# To do
Word for word, reproduce each entry.

# Saved entries
******

//! Store error types.

use thiserror::Error;

/// Result type for store operations.
pub type DbResult<T> = Result<T, DbError>;

/// Errors that can occur during task and media store operations.
#[derive(Debug, Error)]
pub enum DbError {
    #[error("Connection failed: {0}")]
    ConnectionFailed(String),

    #[error("Store unavailable: {0}")]
    Unavailable(String),

    #[error("Corrupt row: {0}")]
    CorruptRow(String),

    #[error("Database error: {0}")]
    Database(#[from] sqlx::Error),

    #[error("Migration error: {0}")]
    Migration(#[from] sqlx::migrate::MigrateError),
}

impl DbError {
    pub fn connection_failed(msg: impl Into<String>) -> Self {
        Self::ConnectionFailed(msg.into())
    }

    pub fn corrupt_row(msg: impl Into<String>) -> Self {
        Self::CorruptRow(msg.into())
    }
}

******

# Reply to the task
//! Store error types.

use thiserror::Error;

/// Result type for store operations.
pub type DbResult<T> = Result<T, DbError>;

/// Errors that can occur during task and media store operations.
#[derive(Debug, Error)]
pub enum DbError {
    #[error("Connection failed: {0}")]
    ConnectionFailed(String),

    #[error("Store unavailable: {0}")]
    Unavailable(String),

    #[error("Corrupt row: {0}")]
    CorruptRow(String),

    #[error("Database error: {0}")]
    Database(#[from] sqlx::Error),

    #[error("Migration error: {0}")]
    Migration(#[from] sqlx::migrate::MigrateError),
}

impl DbError {
    pub fn connection_failed(msg: impl Into<String>) -> Self {
        Self::ConnectionFailed(msg.into())
    }

    pub fn corrupt_row(msg: impl Into<String>) -> Self {
        Self::CorruptRow(msg.into())
    }
}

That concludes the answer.